**What you should do**
Return all lines from the listing below in which the string "anyhow" occurs.

**Dataset**
//! API layer

pub mod rest;

pub use rest::create_router;
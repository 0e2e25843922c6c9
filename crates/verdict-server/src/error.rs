//! Server error types

use crate::api::rest::types::EvaluateResponsePayload;
use axum::{
    http::StatusCode,
    response::{IntoResponse, Response},
    Json,
};
use thiserror::Error;

/// Server error type
///
/// Every variant renders as the standard evaluation response body with
/// `success: false`.
#[derive(Debug, Error)]
pub enum ServerError {
    /// Invalid request
    #[error("{0}")]
    InvalidRequest(String),

    /// Body is not JSON
    #[error("{0}")]
    UnsupportedMediaType(String),

    /// The decision service reported a failure
    #[error("{0}")]
    EvaluationFailed(String),

    /// Internal server error
    #[error("Internal error: {0}")]
    InternalError(String),
}

impl ServerError {
    pub fn status(&self) -> StatusCode {
        match self {
            ServerError::InvalidRequest(_) => StatusCode::BAD_REQUEST,
            ServerError::UnsupportedMediaType(_) => StatusCode::UNSUPPORTED_MEDIA_TYPE,
            ServerError::EvaluationFailed(_) | ServerError::InternalError(_) => {
                StatusCode::INTERNAL_SERVER_ERROR
            }
        }
    }
}

impl IntoResponse for ServerError {
    fn into_response(self) -> Response {
        let status = self.status();
        let body = Json(EvaluateResponsePayload::failure(self.to_string()));
        (status, body).into_response()
    }
}

impl From<verdict_sdk::SdkError> for ServerError {
    fn from(err: verdict_sdk::SdkError) -> Self {
        ServerError::EvaluationFailed(err.to_string())
    }
}

impl From<anyhow::Error> for ServerError {
    fn from(err: anyhow::Error) -> Self {
        ServerError::InternalError(err.to_string())
    }
}
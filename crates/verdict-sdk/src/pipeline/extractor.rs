//! Result selection and normalization

use super::coercion::DecisionValue;
use super::dispatcher::requested_decision;
use super::types::NormalizedResult;
use crate::error::{Result, SdkError};
use verdict_core::EvaluationOutcome;

/// Pick the relevant decision result and normalize it
///
/// With a name, the result must match it exactly. Without one, the first
/// result in engine order is used.
pub fn extract(outcome: &EvaluationOutcome, decision_name: Option<&str>) -> Result<NormalizedResult> {
    let result = match requested_decision(decision_name) {
        Some(name) => outcome
            .decision_results
            .iter()
            .find(|r| r.name == name)
            .ok_or_else(|| SdkError::DecisionNotFound {
                decision_name: name.to_string(),
            })?,
        None => outcome
            .decision_results
            .first()
            .ok_or(SdkError::NoResultsFound)?,
    };

    let mut explanation = format!("Decision '{}' evaluated", result.name);
    if !result.value.is_null() {
        explanation.push_str(&format!(" - Result: {}", result.value));
    }

    Ok(NormalizedResult {
        value: DecisionValue::from(&result.value).to_bool(),
        explanation,
    })
}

**Solution for this exercise**
impl From<anyhow::Error> for ServerError {
    fn from(err: anyhow::Error) -> Self {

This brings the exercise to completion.